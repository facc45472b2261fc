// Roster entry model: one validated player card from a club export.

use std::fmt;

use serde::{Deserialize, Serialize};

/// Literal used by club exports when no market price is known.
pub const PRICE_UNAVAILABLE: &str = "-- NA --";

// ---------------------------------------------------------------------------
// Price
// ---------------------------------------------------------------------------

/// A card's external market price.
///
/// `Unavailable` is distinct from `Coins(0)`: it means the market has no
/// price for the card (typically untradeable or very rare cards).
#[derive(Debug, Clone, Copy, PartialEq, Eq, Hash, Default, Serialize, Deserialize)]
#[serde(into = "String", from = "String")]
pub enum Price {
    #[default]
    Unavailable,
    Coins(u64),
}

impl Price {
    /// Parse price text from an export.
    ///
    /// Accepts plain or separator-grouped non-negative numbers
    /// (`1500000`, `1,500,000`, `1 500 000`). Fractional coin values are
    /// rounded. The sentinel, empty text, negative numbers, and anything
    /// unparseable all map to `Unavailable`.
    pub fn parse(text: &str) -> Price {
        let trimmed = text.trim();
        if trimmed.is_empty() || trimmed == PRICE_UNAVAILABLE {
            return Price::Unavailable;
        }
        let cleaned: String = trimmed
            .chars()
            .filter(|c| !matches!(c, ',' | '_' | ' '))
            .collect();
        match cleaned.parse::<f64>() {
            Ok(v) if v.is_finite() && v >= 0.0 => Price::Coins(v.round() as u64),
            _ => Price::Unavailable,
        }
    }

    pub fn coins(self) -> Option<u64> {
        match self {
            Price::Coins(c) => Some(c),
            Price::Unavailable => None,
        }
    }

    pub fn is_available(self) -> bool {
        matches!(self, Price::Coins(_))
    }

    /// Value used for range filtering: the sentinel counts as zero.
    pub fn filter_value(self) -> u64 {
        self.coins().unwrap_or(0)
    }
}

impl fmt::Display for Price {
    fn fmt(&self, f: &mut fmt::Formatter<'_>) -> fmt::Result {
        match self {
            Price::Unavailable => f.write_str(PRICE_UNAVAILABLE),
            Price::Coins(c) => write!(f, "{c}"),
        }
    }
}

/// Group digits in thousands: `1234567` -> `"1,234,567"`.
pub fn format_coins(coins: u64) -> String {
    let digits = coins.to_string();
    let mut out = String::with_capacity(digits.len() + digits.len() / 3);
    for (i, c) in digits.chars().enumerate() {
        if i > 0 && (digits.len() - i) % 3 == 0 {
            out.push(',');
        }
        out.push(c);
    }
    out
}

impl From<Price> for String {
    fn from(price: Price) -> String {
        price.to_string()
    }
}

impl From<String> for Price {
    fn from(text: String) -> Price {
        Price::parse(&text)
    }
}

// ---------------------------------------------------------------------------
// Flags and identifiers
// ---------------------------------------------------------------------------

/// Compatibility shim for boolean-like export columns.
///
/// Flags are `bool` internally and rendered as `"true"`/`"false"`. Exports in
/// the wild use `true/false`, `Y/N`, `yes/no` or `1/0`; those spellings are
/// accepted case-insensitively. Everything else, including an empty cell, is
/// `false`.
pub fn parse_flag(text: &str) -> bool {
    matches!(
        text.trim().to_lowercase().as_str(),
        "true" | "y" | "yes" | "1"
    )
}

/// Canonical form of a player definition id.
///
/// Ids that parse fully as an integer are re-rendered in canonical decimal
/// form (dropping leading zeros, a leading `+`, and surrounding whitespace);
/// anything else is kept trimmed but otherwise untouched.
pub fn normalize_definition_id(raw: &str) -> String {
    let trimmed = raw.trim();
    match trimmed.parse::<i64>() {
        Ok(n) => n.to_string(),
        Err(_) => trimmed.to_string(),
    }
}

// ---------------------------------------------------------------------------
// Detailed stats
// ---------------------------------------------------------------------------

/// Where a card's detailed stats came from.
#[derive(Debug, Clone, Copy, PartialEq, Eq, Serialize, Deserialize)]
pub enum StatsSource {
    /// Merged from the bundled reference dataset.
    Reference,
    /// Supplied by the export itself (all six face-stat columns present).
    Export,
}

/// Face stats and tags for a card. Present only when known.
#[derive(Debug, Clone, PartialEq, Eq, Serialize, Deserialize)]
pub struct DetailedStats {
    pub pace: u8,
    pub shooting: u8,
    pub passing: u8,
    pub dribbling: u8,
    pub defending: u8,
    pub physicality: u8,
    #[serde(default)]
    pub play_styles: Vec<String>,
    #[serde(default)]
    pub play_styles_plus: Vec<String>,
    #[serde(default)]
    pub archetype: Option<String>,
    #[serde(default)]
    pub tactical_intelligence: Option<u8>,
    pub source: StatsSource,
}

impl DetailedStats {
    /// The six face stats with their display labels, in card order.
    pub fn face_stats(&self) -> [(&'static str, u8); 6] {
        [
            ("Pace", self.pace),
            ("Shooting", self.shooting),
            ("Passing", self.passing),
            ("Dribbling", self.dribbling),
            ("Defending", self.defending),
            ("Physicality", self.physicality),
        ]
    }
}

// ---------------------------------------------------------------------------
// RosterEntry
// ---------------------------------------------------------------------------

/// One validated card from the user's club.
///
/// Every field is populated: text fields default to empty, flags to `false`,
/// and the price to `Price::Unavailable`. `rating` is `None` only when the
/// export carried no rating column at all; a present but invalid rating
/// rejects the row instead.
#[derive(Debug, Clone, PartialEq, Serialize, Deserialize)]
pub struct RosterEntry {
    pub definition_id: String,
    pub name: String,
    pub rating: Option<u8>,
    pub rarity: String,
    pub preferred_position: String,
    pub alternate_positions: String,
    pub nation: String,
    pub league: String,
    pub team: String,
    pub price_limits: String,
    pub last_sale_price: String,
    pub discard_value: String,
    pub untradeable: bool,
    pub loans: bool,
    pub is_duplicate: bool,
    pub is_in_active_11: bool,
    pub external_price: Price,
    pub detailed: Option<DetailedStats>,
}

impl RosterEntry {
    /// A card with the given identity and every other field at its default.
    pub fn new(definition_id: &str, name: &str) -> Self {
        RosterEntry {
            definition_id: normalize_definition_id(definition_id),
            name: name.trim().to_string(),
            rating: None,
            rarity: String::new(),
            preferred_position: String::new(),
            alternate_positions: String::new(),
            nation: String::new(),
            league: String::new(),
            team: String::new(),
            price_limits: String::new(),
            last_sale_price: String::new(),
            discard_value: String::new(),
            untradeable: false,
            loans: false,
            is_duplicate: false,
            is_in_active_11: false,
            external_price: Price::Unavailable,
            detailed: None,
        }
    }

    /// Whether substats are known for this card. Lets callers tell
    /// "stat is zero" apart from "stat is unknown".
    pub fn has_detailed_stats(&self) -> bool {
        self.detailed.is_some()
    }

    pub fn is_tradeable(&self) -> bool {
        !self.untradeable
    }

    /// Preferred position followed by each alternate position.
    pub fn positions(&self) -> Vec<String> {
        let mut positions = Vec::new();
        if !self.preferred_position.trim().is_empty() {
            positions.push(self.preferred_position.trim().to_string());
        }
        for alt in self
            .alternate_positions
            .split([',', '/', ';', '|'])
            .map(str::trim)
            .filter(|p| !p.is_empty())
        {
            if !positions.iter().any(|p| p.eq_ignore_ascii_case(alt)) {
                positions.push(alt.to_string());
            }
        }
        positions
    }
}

______________________________

Work request: Retype every record exactly, omitting nothing.

Final answer:
repository facc45472b2261fc
// Roster entry model: one validated player card from a club export.

use std::fmt;

use serde::{Deserialize, Serialize};

/// Literal used by club exports when no market price is known.
pub const PRICE_UNAVAILABLE: &str = "-- NA --";

// ---------------------------------------------------------------------------
// Price
// ---------------------------------------------------------------------------

/// A card's external market price.
///
/// `Unavailable` is distinct from `Coins(0)`: it means the market has no
/// price for the card (typically untradeable or very rare cards).
#[derive(Debug, Clone, Copy, PartialEq, Eq, Hash, Default, Serialize, Deserialize)]
#[serde(into = "String", from = "String")]
pub enum Price {
    #[default]
    Unavailable,
    Coins(u64),
}

impl Price {
    /// Parse price text from an export.
    ///
    /// Accepts plain or separator-grouped non-negative numbers
    /// (`1500000`, `1,500,000`, `1 500 000`). Fractional coin values are
    /// rounded. The sentinel, empty text, negative numbers, and anything
    /// unparseable all map to `Unavailable`.
    pub fn parse(text: &str) -> Price {
        let trimmed = text.trim();
        if trimmed.is_empty() || trimmed == PRICE_UNAVAILABLE {
            return Price::Unavailable;
        }
        let cleaned: String = trimmed
            .chars()
            .filter(|c| !matches!(c, ',' | '_' | ' '))
            .collect();
        match cleaned.parse::<f64>() {
            Ok(v) if v.is_finite() && v >= 0.0 => Price::Coins(v.round() as u64),
            _ => Price::Unavailable,
        }
    }

    pub fn coins(self) -> Option<u64> {
        match self {
            Price::Coins(c) => Some(c),
            Price::Unavailable => None,
        }
    }

    pub fn is_available(self) -> bool {
        matches!(self, Price::Coins(_))
    }

    /// Value used for range filtering: the sentinel counts as zero.
    pub fn filter_value(self) -> u64 {
        self.coins().unwrap_or(0)
    }
}

impl fmt::Display for Price {
    fn fmt(&self, f: &mut fmt::Formatter<'_>) -> fmt::Result {
        match self {
            Price::Unavailable => f.write_str(PRICE_UNAVAILABLE),
            Price::Coins(c) => write!(f, "{c}"),
        }
    }
}

/// Group digits in thousands: `1234567` -> `"1,234,567"`.
pub fn format_coins(coins: u64) -> String {
    let digits = coins.to_string();
    let mut out = String::with_capacity(digits.len() + digits.len() / 3);
    for (i, c) in digits.chars().enumerate() {
        if i > 0 && (digits.len() - i) % 3 == 0 {
            out.push(',');
        }
        out.push(c);
    }
    out
}

impl From<Price> for String {
    fn from(price: Price) -> String {
        price.to_string()
    }
}

impl From<String> for Price {
    fn from(text: String) -> Price {
        Price::parse(&text)
    }
}

// ---------------------------------------------------------------------------
// Flags and identifiers
// ---------------------------------------------------------------------------

/// Compatibility shim for boolean-like export columns.
///
/// Flags are `bool` internally and rendered as `"true"`/`"false"`. Exports in
/// the wild use `true/false`, `Y/N`, `yes/no` or `1/0`; those spellings are
/// accepted case-insensitively. Everything else, including an empty cell, is
/// `false`.
pub fn parse_flag(text: &str) -> bool {
    matches!(
        text.trim().to_lowercase().as_str(),
        "true" | "y" | "yes" | "1"
    )
}

/// Canonical form of a player definition id.
///
/// Ids that parse fully as an integer are re-rendered in canonical decimal
/// form (dropping leading zeros, a leading `+`, and surrounding whitespace);
/// anything else is kept trimmed but otherwise untouched.
pub fn normalize_definition_id(raw: &str) -> String {
    let trimmed = raw.trim();
    match trimmed.parse::<i64>() {
        Ok(n) => n.to_string(),
        Err(_) => trimmed.to_string(),
    }
}

// ---------------------------------------------------------------------------
// Detailed stats
// ---------------------------------------------------------------------------

/// Where a card's detailed stats came from.
#[derive(Debug, Clone, Copy, PartialEq, Eq, Serialize, Deserialize)]
pub enum StatsSource {
    /// Merged from the bundled reference dataset.
    Reference,
    /// Supplied by the export itself (all six face-stat columns present).
    Export,
}

/// Face stats and tags for a card. Present only when known.
#[derive(Debug, Clone, PartialEq, Eq, Serialize, Deserialize)]
pub struct DetailedStats {
    pub pace: u8,
    pub shooting: u8,
    pub passing: u8,
    pub dribbling: u8,
    pub defending: u8,
    pub physicality: u8,
    #[serde(default)]
    pub play_styles: Vec<String>,
    #[serde(default)]
    pub play_styles_plus: Vec<String>,
    #[serde(default)]
    pub archetype: Option<String>,
    #[serde(default)]
    pub tactical_intelligence: Option<u8>,
    pub source: StatsSource,
}

impl DetailedStats {
    /// The six face stats with their display labels, in card order.
    pub fn face_stats(&self) -> [(&'static str, u8); 6] {
        [
            ("Pace", self.pace),
            ("Shooting", self.shooting),
            ("Passing", self.passing),
            ("Dribbling", self.dribbling),
            ("Defending", self.defending),
            ("Physicality", self.physicality),
        ]
    }
}

// ---------------------------------------------------------------------------
// RosterEntry
// ---------------------------------------------------------------------------

/// One validated card from the user's club.
///
/// Every field is populated: text fields default to empty, flags to `false`,
/// and the price to `Price::Unavailable`. `rating` is `None` only when the
/// export carried no rating column at all; a present but invalid rating
/// rejects the row instead.
#[derive(Debug, Clone, PartialEq, Serialize, Deserialize)]
pub struct RosterEntry {
    pub definition_id: String,
    pub name: String,
    pub rating: Option<u8>,
    pub rarity: String,
    pub preferred_position: String,
    pub alternate_positions: String,
    pub nation: String,
    pub league: String,
    pub team: String,
    pub price_limits: String,
    pub last_sale_price: String,
    pub discard_value: String,
    pub untradeable: bool,
    pub loans: bool,
    pub is_duplicate: bool,
    pub is_in_active_11: bool,
    pub external_price: Price,
    pub detailed: Option<DetailedStats>,
}

impl RosterEntry {
    /// A card with the given identity and every other field at its default.
    pub fn new(definition_id: &str, name: &str) -> Self {
        RosterEntry {
            definition_id: normalize_definition_id(definition_id),
            name: name.trim().to_string(),
            rating: None,
            rarity: String::new(),
            preferred_position: String::new(),
            alternate_positions: String::new(),
            nation: String::new(),
            league: String::new(),
            team: String::new(),
            price_limits: String::new(),
            last_sale_price: String::new(),
            discard_value: String::new(),
            untradeable: false,
            loans: false,
            is_duplicate: false,
            is_in_active_11: false,
            external_price: Price::Unavailable,
            detailed: None,
        }
    }

    /// Whether substats are known for this card. Lets callers tell
    /// "stat is zero" apart from "stat is unknown".
    pub fn has_detailed_stats(&self) -> bool {
        self.detailed.is_some()
    }

    pub fn is_tradeable(&self) -> bool {
        !self.untradeable
    }

    /// Preferred position followed by each alternate position.
    pub fn positions(&self) -> Vec<String> {
        let mut positions = Vec::new();
        if !self.preferred_position.trim().is_empty() {
            positions.push(self.preferred_position.trim().to_string());
        }
        for alt in self
            .alternate_positions
            .split([',', '/', ';', '|'])
            .map(str::trim)
            .filter(|p| !p.is_empty())
        {
            if !positions.iter().any(|p| p.eq_ignore_ascii_case(alt)) {
                positions.push(alt.to_string());
            }
        }
        positions
    }
}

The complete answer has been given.